Further down the line a strike on Iran, confrontation with Russia and China, and a devastating third world war is in the offing. We should be thankful the Russians and Chinese still have a veto.

Navi Pillay the UN High Commissioner for Human Rights has led the diplomatic assault on Syria. From the outset, she’s blamed President Bashar Al Assad for the spiraling violence. The report of the League of Arab States Observer Mission to Syria, which actually investigated the situation on the ground, differs.

The Mission travelled across the country from 24 December 2011 to 18 January 2012 and interviewed a broad spectrum of Syrians. It confirmed that the Free Syrian Army and other armed groups were attacking government forces and civilians, bombing buses, trains and fuel lines and targeting the police and journalists.
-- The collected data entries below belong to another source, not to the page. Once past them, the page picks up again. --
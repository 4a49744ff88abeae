//! Snapshot-to-snapshot change detection.
//!
//! Feeds the event log: which spacecraft appeared, which dropped off,
//! which moved to a different station, and whose data rate jumped.

use crate::model::DsnData;
use crate::views::{build_views, SpacecraftView};
use std::collections::BTreeMap;

/// Factor by which a data rate must change, in either direction, to count
/// as a rate change event.
pub const RATE_CHANGE_FACTOR: f64 = 2.0;

/// A spacecraft whose primary station moved between snapshots.
#[derive(Debug, Clone, PartialEq)]
pub struct Handoff {
    pub spacecraft: String,
    /// Primary station in the previous snapshot
    pub from: String,
    /// Primary station now
    pub to: String,
}

/// A spacecraft whose primary-link data rate changed by at least
/// [`RATE_CHANGE_FACTOR`].
#[derive(Debug, Clone, PartialEq)]
pub struct RateChange {
    pub spacecraft: String,
    pub previous_bps: f64,
    pub current_bps: f64,
}

/// Differences between two successive snapshots, keyed by spacecraft.
#[derive(Debug, Clone, Default, PartialEq)]
pub struct SnapshotDiff {
    /// Spacecraft tracked now but not before
    pub new_links: Vec<String>,
    /// Spacecraft tracked before but not now
    pub lost_links: Vec<String>,
    /// Spacecraft whose primary station moved
    pub handoffs: Vec<Handoff>,
    /// Spacecraft whose data rate jumped or collapsed
    pub rate_changes: Vec<RateChange>,
}

impl SnapshotDiff {
    pub fn is_empty(&self) -> bool {
        self.new_links.is_empty()
            && self.lost_links.is_empty()
            && self.handoffs.is_empty()
            && self.rate_changes.is_empty()
    }
}

fn view_map(data: &DsnData) -> BTreeMap<String, SpacecraftView> {
    build_views(data)
        .into_iter()
        .map(|v| (v.spacecraft.clone(), v))
        .collect()
}

/// Computes the delta from `prev` to `curr`.
///
/// With no previous snapshot every current spacecraft is a new link.
/// Comparing a snapshot against itself yields an empty diff.
///
/// # Example
///
/// ```
/// use dsn_watch::diff::diff_snapshots;
/// use dsn_watch::parse::parse_dsn_xml;
///
/// let xml = r#"<dsn>
///   <station name="mdscc" friendlyName="Madrid"/>
///   <dish name="DSS63" elevationAngle="40" activity="track">
///     <target name="VGR2" id="-32" rtlt="140000"/>
///   </dish>
/// </dsn>"#;
/// let snap = parse_dsn_xml(xml).unwrap();
///
/// let first = diff_snapshots(None, &snap);
/// assert_eq!(first.new_links, vec!["VGR2".to_string()]);
///
/// let unchanged = diff_snapshots(Some(&snap), &snap);
/// assert!(unchanged.is_empty());
/// ```
pub fn diff_snapshots(prev: Option<&DsnData>, curr: &DsnData) -> SnapshotDiff {
    let curr_views = view_map(curr);
    let mut diff = SnapshotDiff::default();

    let Some(prev) = prev else {
        diff.new_links = curr_views.keys().cloned().collect();
        return diff;
    };
    let prev_views = view_map(prev);

    for (name, curr_view) in &curr_views {
        match prev_views.get(name) {
            None => diff.new_links.push(name.clone()),
            Some(prev_view) => {
                let prev_primary = prev_view.primary_link();
                let curr_primary = curr_view.primary_link();

                if prev_primary.antenna_id != curr_primary.antenna_id {
                    diff.handoffs.push(Handoff {
                        spacecraft: name.clone(),
                        from: prev_primary.antenna_id.clone(),
                        to: curr_primary.antenna_id.clone(),
                    });
                }

                let prev_rate = prev_primary.data_rate_bps;
                let curr_rate = curr_primary.data_rate_bps;
                if prev_rate > 0.0
                    && curr_rate > 0.0
                    && (curr_rate >= prev_rate * RATE_CHANGE_FACTOR
                        || curr_rate <= prev_rate / RATE_CHANGE_FACTOR)
                {
                    diff.rate_changes.push(RateChange {
                        spacecraft: name.clone(),
                        previous_bps: prev_rate,
                        current_bps: curr_rate,
                    });
                }
            }
        }
    }

    for name in prev_views.keys() {
        if !curr_views.contains_key(name) {
            diff.lost_links.push(name.clone());
        }
    }

    diff
}

#[cfg(test)]
mod tests {
    use super::*;
    use crate::parse::parse_dsn_xml;

    fn snapshot(dishes: &[(&str, &str, f64)]) -> DsnData {
        let mut xml = String::from("<dsn><station name=\"gdscc\" friendlyName=\"Goldstone\"/>");
        for (dish, craft, rate) in dishes {
            xml.push_str(&format!(
                "<dish name=\"{dish}\" elevationAngle=\"30\" activity=\"track\">\
                 <downSignal signalType=\"data\" dataRate=\"{rate}\" frequency=\"8420000000\" band=\"X\" spacecraft=\"{craft}\" spacecraftID=\"-70\"/>\
                 <target name=\"{craft}\" id=\"-70\" rtlt=\"1000\"/></dish>"
            ));
        }
        xml.push_str("</dsn>");
        parse_dsn_xml(&xml).unwrap()
    }

    #[test]
    fn test_diff_self_is_empty() {
        let snap = snapshot(&[("DSS14", "MVN", 1.0e5), ("DSS24", "JWST", 2.0e6)]);
        assert!(diff_snapshots(Some(&snap), &snap).is_empty());
    }

    #[test]
    fn test_no_previous_all_new() {
        let snap = snapshot(&[("DSS14", "MVN", 1.0e5)]);
        let diff = diff_snapshots(None, &snap);
        assert_eq!(diff.new_links, vec!["MVN".to_string()]);
        assert!(diff.lost_links.is_empty());
    }

    #[test]
    fn test_new_lost_and_handoff() {
        let prev = snapshot(&[("DSS14", "ALPHA", 1.0e5), ("DSS24", "BETA", 1.0e5)]);
        let curr = snapshot(&[("DSS63", "ALPHA", 1.0e5), ("DSS14", "GAMMA", 1.0e5)]);

        let diff = diff_snapshots(Some(&prev), &curr);
        assert_eq!(diff.new_links, vec!["GAMMA".to_string()]);
        assert_eq!(diff.lost_links, vec!["BETA".to_string()]);
        assert_eq!(diff.handoffs.len(), 1);
        assert_eq!(diff.handoffs[0].spacecraft, "ALPHA");
        assert_eq!(diff.handoffs[0].from, "DSS-14");
        assert_eq!(diff.handoffs[0].to, "DSS-63");
        assert!(diff.rate_changes.is_empty());
    }

    #[test]
    fn test_rate_change_both_directions() {
        let prev = snapshot(&[("DSS14", "MVN", 1.0e5)]);
        let doubled = snapshot(&[("DSS14", "MVN", 2.0e5)]);
        let halved = snapshot(&[("DSS14", "MVN", 0.5e5)]);
        let nudged = snapshot(&[("DSS14", "MVN", 1.5e5)]);

        assert_eq!(diff_snapshots(Some(&prev), &doubled).rate_changes.len(), 1);
        assert_eq!(diff_snapshots(Some(&prev), &halved).rate_changes.len(), 1);
        assert!(diff_snapshots(Some(&prev), &nudged).rate_changes.is_empty());
    }
}
//! Constructor selection for synthesized proxy types
//!
//! Strategies are tried in a fixed order: copy construction, autowiring,
//! then the no-argument constructor. The chosen plan is fixed when the proxy
//! type is synthesized; only the copy strategy's argument changes per
//! instance, since it is always the source object of the current call.

use std::fmt;
use std::sync::Arc;

use crate::error::{ProxyError, ProxyResult};
use crate::model::{Class, ConstructorInfo, Object, TypeKind, Value};

/// Supplies constructor choices and arguments for autowired construction
pub trait AutowireProvider: Send + Sync {
    /// Pick the constructor to autowire, by index into `class.constructors()`
    fn resolve_constructor(&self, class: &Class) -> Option<usize>;

    /// Supply arguments for the chosen constructor
    fn resolve_arguments(
        &self,
        class: &Class,
        constructor: &ConstructorInfo,
    ) -> ProxyResult<Vec<Value>>;
}

/// How the proxy instance is constructed
#[derive(Debug, Clone, Copy, PartialEq, Eq)]
pub enum ConstructorStrategy {
    /// Single-parameter constructor taking an instance of the source class
    Copy,
    /// Constructor and arguments chosen by the autowire provider
    Autowired,
    /// No-argument constructor
    Default,
}

impl fmt::Display for ConstructorStrategy {
    fn fmt(&self, f: &mut fmt::Formatter<'_>) -> fmt::Result {
        let name = match self {
            ConstructorStrategy::Copy => "copy",
            ConstructorStrategy::Autowired => "autowired",
            ConstructorStrategy::Default => "default",
        };
        f.write_str(name)
    }
}

/// The constructor a proxy type delegates to, and what feeds it
#[derive(Debug, Clone)]
pub struct ConstructorPlan {
    /// Chosen strategy
    pub strategy: ConstructorStrategy,
    /// Index into the source class's constructors
    pub constructor: usize,
    /// Arguments bound at synthesis time (empty for copy and default)
    pub arguments: Vec<Value>,
}

impl ConstructorPlan {
    /// Arguments for instantiating a proxy of `source`
    pub fn arguments_for(&self, source: &Object) -> Vec<Value> {
        match self.strategy {
            ConstructorStrategy::Copy => vec![Value::Object(source.clone())],
            _ => self.arguments.clone(),
        }
    }
}

/// Chooses the construction strategy for a proxy type
#[derive(Clone, Default)]
pub struct ConstructorResolver {
    autowire: Option<Arc<dyn AutowireProvider>>,
}

impl ConstructorResolver {
    /// Create a resolver, optionally backed by an autowire provider
    pub fn new(autowire: Option<Arc<dyn AutowireProvider>>) -> Self {
        Self { autowire }
    }

    /// Whether an autowire provider is configured
    pub fn has_autowire(&self) -> bool {
        self.autowire.is_some()
    }

    /// Choose how to construct a proxy of `source` for `instance`
    pub fn resolve(
        &self,
        source: &Arc<Class>,
        instance: &Object,
        use_copy_constructor: bool,
        use_autowiring: bool,
    ) -> ProxyResult<ConstructorPlan> {
        if instance.class().id() != source.id() {
            return Err(ProxyError::Construction {
                class: source.name().to_string(),
                reason: format!("source instance is a {}", instance.class().name()),
            });
        }

        if use_copy_constructor {
            if let Some(index) = copy_constructor(source) {
                return Ok(self.plan(source, ConstructorStrategy::Copy, index, Vec::new()));
            }
        }

        if use_autowiring {
            match &self.autowire {
                Some(provider) => {
                    if let Some(index) = provider.resolve_constructor(source) {
                        let constructor = source.constructors().get(index).ok_or_else(|| {
                            ProxyError::Construction {
                                class: source.name().to_string(),
                                reason: format!("autowired constructor #{} does not exist", index),
                            }
                        })?;
                        let arguments = provider.resolve_arguments(source, constructor)?;
                        if !constructor.accepts(&arguments) {
                            return Err(ProxyError::Construction {
                                class: source.name().to_string(),
                                reason: format!(
                                    "autowired arguments do not fit constructor #{}",
                                    index
                                ),
                            });
                        }
                        return Ok(self.plan(source, ConstructorStrategy::Autowired, index, arguments));
                    }
                }
                None => {
                    tracing::warn!(
                        class = source.name(),
                        "autowiring requested but no provider is configured"
                    );
                }
            }
        }

        source
            .constructors()
            .iter()
            .position(|c| c.arity() == 0)
            .map(|index| self.plan(source, ConstructorStrategy::Default, index, Vec::new()))
            .ok_or_else(|| ProxyError::Construction {
                class: source.name().to_string(),
                reason: "no copy, autowired or no-argument constructor available".to_string(),
            })
    }

    fn plan(
        &self,
        source: &Class,
        strategy: ConstructorStrategy,
        constructor: usize,
        arguments: Vec<Value>,
    ) -> ConstructorPlan {
        tracing::debug!(
            class = source.name(),
            %strategy,
            constructor,
            "selected proxy constructor"
        );
        ConstructorPlan {
            strategy,
            constructor,
            arguments,
        }
    }
}

impl fmt::Debug for ConstructorResolver {
    fn fmt(&self, f: &mut fmt::Formatter<'_>) -> fmt::Result {
        f.debug_struct("ConstructorResolver")
            .field("autowire", &self.autowire.is_some())
            .finish()
    }
}

fn copy_constructor(class: &Class) -> Option<usize> {
    class.constructors().iter().position(|c| {
        matches!(c.parameters.as_slice(), [p]
            if p.type_info.kind == TypeKind::Class && p.type_info.class_id == Some(class.id()))
    })
}
/// Field information
#[derive(Debug, Clone)]
pub struct FieldInfo {
    /// Field name
    pub name: String,
    /// Field type info
    pub type_info: TypeInfo,
    /// Declaring class ID
    pub declaring_class: ClassId,
    /// Declaring class name
    pub declaring_class_name: String,
    /// Instance slot (None for static fields)
    pub slot: Option<usize>,
    /// Modifiers
    pub modifiers: Modifiers,
    /// Value assigned at allocation
    pub initial_value: Value,
}

impl FieldInfo {
    /// Whether the field is static
    pub fn is_static(&self) -> bool {
        self.modifiers.is_static
    }

    /// Whether the field is final
    pub fn is_final(&self) -> bool {
        self.modifiers.is_final
    }

    /// Whether the field is public
    pub fn is_public(&self) -> bool {
        self.modifiers.visibility == Visibility::Public
    }

    /// `Class.field`
    pub fn qualified_name(&self) -> String {
        format!("{}.{}", self.declaring_class_name, self.name)
    }
}

/// Parameter information
#[derive(Debug, Clone)]
pub struct ParameterInfo {
    /// Parameter name
    pub name: String,
    /// Parameter type info
    pub type_info: TypeInfo,
}

/// Method information
#[derive(Debug, Clone)]
pub struct MethodInfo {
    /// Method name
    pub name: String,
    /// Parameter infos
    pub parameters: Vec<ParameterInfo>,
    /// Return type info
    pub return_type: TypeInfo,
    /// Declaring class ID
    pub declaring_class: ClassId,
    /// Method slot in vtable
    pub slot: usize,
    /// Decorators on this method
    pub decorators: Vec<DecoratorInfo>,
}

impl MethodInfo {
    /// Parameter types in declaration order
    pub fn parameter_types(&self) -> Vec<TypeInfo> {
        self.parameters.iter().map(|p| p.type_info.clone()).collect()
    }

    /// Check for a decorator by name
    pub fn has_decorator(&self, name: &str) -> bool {
        self.decorators.iter().any(|d| d.name == name)
    }

    /// Find a decorator by name
    pub fn decorator(&self, name: &str) -> Option<&DecoratorInfo> {
        self.decorators.iter().find(|d| d.name == name)
    }
}

/// Check `args` against `params`, returning a reason on mismatch
pub(crate) fn check_arguments(params: &[ParameterInfo], args: &[Value]) -> Result<(), String> {
    if params.len() != args.len() {
        return Err(format!(
            "expected {} argument(s), got {}",
            params.len(),
            args.len()
        ));
    }
    for (param, arg) in params.iter().zip(args) {
        if !param.type_info.accepts(arg) {
            return Err(format!(
                "parameter '{}' expects {}, got {}",
                param.name,
                param.type_info,
                arg.type_name()
            ));
        }
    }
    Ok(())
}

/// Constructor information
#[derive(Clone)]
pub struct ConstructorInfo {
    /// Parameter infos
    pub parameters: Vec<ParameterInfo>,
    /// Declaring class ID
    pub declaring_class: ClassId,
    body: ConstructorFn,
}

impl ConstructorInfo {
    /// Number of parameters
    pub fn arity(&self) -> usize {
        self.parameters.len()
    }

    /// Whether the arguments fit this constructor
    pub fn accepts(&self, args: &[Value]) -> bool {
        check_arguments(&self.parameters, args).is_ok()
    }

    /// Constructor body
    pub fn body(&self) -> &ConstructorFn {
        &self.body
    }

    /// Run the constructor body on an allocated instance
    pub fn invoke(&self, this: &Object, args: &[Value]) -> InvocationResult<()> {
        check_arguments(&self.parameters, args).map_err(|reason| {
            InvocationError::IllegalArgument {
                method: format!("{}.<init>", this.class().name()),
                reason,
            }
        })?;
        (self.body)(this, args)
    }
}

impl fmt::Debug for ConstructorInfo {
    fn fmt(&self, f: &mut fmt::Formatter<'_>) -> fmt::Result {
        f.debug_struct("ConstructorInfo")
            .field("parameters", &self.parameters)
            .field("declaring_class", &self.declaring_class)
            .finish()
    }
}

/// Virtual method table for dynamic dispatch
#[derive(Clone, Default)]
pub struct VTable {
    /// Method bodies (indexed by method slot)
    slots: Vec<MethodFn>,
    /// Method name to slot mapping
    by_name: FxHashMap<String, usize>,
}

impl VTable {
    /// Create a new empty vtable
    pub fn new() -> Self {
        Self::default()
    }

    /// Add a method, overriding the slot if the name already exists
    pub fn add_method(&mut self, name: &str, body: MethodFn) -> usize {
        if let Some(&slot) = self.by_name.get(name) {
            self.slots[slot] = body;
            return slot;
        }
        let slot = self.slots.len();
        self.slots.push(body);
        self.by_name.insert(name.to_string(), slot);
        slot
    }

    /// Override a method at a specific slot
    pub fn override_slot(&mut self, slot: usize, body: MethodFn) -> Result<(), String> {
        match self.slots.get_mut(slot) {
            Some(entry) => {
                *entry = body;
                Ok(())
            }
            None => Err(format!("Method slot {} out of bounds", slot)),
        }
    }

    /// Get method body by slot
    pub fn get(&self, slot: usize) -> Option<&MethodFn> {
        self.slots.get(slot)
    }

    /// Get the slot of a method name
    pub fn slot_of(&self, name: &str) -> Option<usize> {
        self.by_name.get(name).copied()
    }

    /// Get method body by name
    pub fn lookup(&self, name: &str) -> Option<&MethodFn> {
        self.slot_of(name).and_then(|slot| self.slots.get(slot))
    }

    /// Get number of methods
    pub fn method_count(&self) -> usize {
        self.slots.len()
    }
}

impl fmt::Debug for VTable {
    fn fmt(&self, f: &mut fmt::Formatter<'_>) -> fmt::Result {
        let mut names: Vec<_> = self.by_name.iter().collect();
        names.sort_by_key(|(_, slot)| **slot);
        f.debug_struct("VTable")
            .field("methods", &names.into_iter().map(|(n, _)| n).collect::<Vec<_>>())
            .finish()
    }
}

/// Runtime class descriptor
pub struct Class {
    id: ClassId,
    name: String,
    parent: Option<Arc<Class>>,
    fields: Vec<FieldInfo>,
    methods: Vec<MethodInfo>,
    constructors: Vec<ConstructorInfo>,
    decorators: Vec<DecoratorInfo>,
    vtable: VTable,
    instance_field_count: usize,
    synthetic: bool,
}

impl Class {
    /// Class ID
    pub fn id(&self) -> ClassId {
        self.id
    }

    /// Class name
    pub fn name(&self) -> &str {
        &self.name
    }

    /// Parent class, if any
    pub fn parent(&self) -> Option<&Arc<Class>> {
        self.parent.as_ref()
    }

    /// Fields declared by this class (not inherited)
    pub fn fields(&self) -> &[FieldInfo] {
        &self.fields
    }

    /// Methods declared by this class (not inherited)
    pub fn methods(&self) -> &[MethodInfo] {
        &self.methods
    }

    /// Declared constructors
    pub fn constructors(&self) -> &[ConstructorInfo] {
        &self.constructors
    }

    /// Class decorators
    pub fn decorators(&self) -> &[DecoratorInfo] {
        &self.decorators
    }

    /// Virtual method table
    pub fn vtable(&self) -> &VTable {
        &self.vtable
    }

    /// Whether this class was produced by the proxy synthesizer
    pub fn is_synthetic(&self) -> bool {
        self.synthetic
    }

    /// Number of instance fields (including inherited)
    pub fn instance_field_count(&self) -> usize {
        self.instance_field_count
    }

    /// Check for a class decorator by name
    pub fn has_decorator(&self, name: &str) -> bool {
        self.decorators.iter().any(|d| d.name == name)
    }

    /// Type info naming this class
    pub fn self_type(&self) -> TypeInfo {
        TypeInfo::class(&self.name, self.id)
    }

    /// Find a method by name, most-derived declaration first
    pub fn method(&self, name: &str) -> Option<&MethodInfo> {
        self.methods
            .iter()
            .find(|m| m.name == name)
            .or_else(|| self.parent.as_ref().and_then(|p| p.method(name)))
    }

    /// All visible methods, most-derived first, one entry per name
    pub fn all_methods(&self) -> Vec<&MethodInfo> {
        let mut seen = Vec::new();
        let mut methods = Vec::new();
        let mut current = Some(self);
        while let Some(class) = current {
            for method in &class.methods {
                if !seen.contains(&method.name.as_str()) {
                    seen.push(method.name.as_str());
                    methods.push(method);
                }
            }
            current = class.parent.as_deref();
        }
        methods
    }

    /// Find a field by name, most-derived declaration first
    pub fn field(&self, name: &str) -> Option<&FieldInfo> {
        self.fields
            .iter()
            .find(|f| f.name == name)
            .or_else(|| self.parent.as_ref().and_then(|p| p.field(name)))
    }

    /// All instance fields in slot order (inherited first)
    pub fn instance_fields(&self) -> Vec<&FieldInfo> {
        let mut fields = match &self.parent {
            Some(parent) => parent.instance_fields(),
            None => Vec::new(),
        };
        fields.extend(self.fields.iter().filter(|f| !f.is_static()));
        fields
    }

    /// Check if this class is `class_id` or one of its subclasses
    pub fn is_subclass_of(&self, class_id: ClassId) -> bool {
        let mut current = Some(self);
        while let Some(class) = current {
            if class.id == class_id {
                return true;
            }
            current = class.parent.as_deref();
        }
        false
    }
}

impl fmt::Debug for Class {
    fn fmt(&self, f: &mut fmt::Formatter<'_>) -> fmt::Result {
        f.debug_struct("Class")
            .field("id", &self.id)
            .field("name", &self.name)
            .field("parent", &self.parent.as_ref().map(|p| p.name()))
            .field("fields", &self.fields.len())
            .field("methods", &self.methods.len())
            .field("synthetic", &self.synthetic)
            .finish()
    }
}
“In certain situations, Government forces responded to attacks against their personnel with force.” The report also said the media had smeared the Mission viciously.

The High Commissioner has repeatedly asked the Security Council to refer Syria to the International Criminal Court. She’s accused the authorities of systematically detaining and torturing children and operating a shoot to kill policy.

Little wonder she’s considered “the fig leaf required for adoption of a Security Council resolution against Syria’. Following the carnage in Al Houla in May, in which 108 people including 49 children were killed, she warned that Syrian forces accused of the slaughter could face prosecution for crimes against humanity.

The Al Houla atrocity parallels other opinion shifting “events”. The announcement that 8 000 Bosnian Muslims were slain in Sbrenica in July 1995, ‘the worst massacre since World War 11’,  was the pivotal moment justifying NATO air strikes.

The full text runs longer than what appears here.